### Task objective:
The entries below should be written out again exactly as they stand.

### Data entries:
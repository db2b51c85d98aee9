//! `rubric delete` command

use uuid::Uuid;

use rubric_core::error::Result;

use crate::cli::OutputFormat;
use crate::commands::dispatch::CommandContext;

/// Execute the delete command
pub fn execute(ctx: &CommandContext, id: Uuid) -> Result<()> {
    let store = ctx.discover_or_open_store()?;
    store.delete_method(id)?;

    match ctx.cli.format {
        OutputFormat::Json => {
            let output = serde_json::json!({ "status": "ok", "id": id });
            println!("{}", serde_json::to_string_pretty(&output)?);
        }
        OutputFormat::Human => {
            if !ctx.cli.quiet {
                println!("Deleted grading method {}", id);
            }
        }
    }
    Ok(())
}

### Answer section:
repository db2b51c85d98aee9
//! `rubric delete` command

use uuid::Uuid;

use rubric_core::error::Result;

use crate::cli::OutputFormat;
use crate::commands::dispatch::CommandContext;

/// Execute the delete command
pub fn execute(ctx: &CommandContext, id: Uuid) -> Result<()> {
    let store = ctx.discover_or_open_store()?;
    store.delete_method(id)?;

    match ctx.cli.format {
        OutputFormat::Json => {
            let output = serde_json::json!({ "status": "ok", "id": id });
            println!("{}", serde_json::to_string_pretty(&output)?);
        }
        OutputFormat::Human => {
            if !ctx.cli.quiet {
                println!("Deleted grading method {}", id);
            }
        }
    }
    Ok(())
}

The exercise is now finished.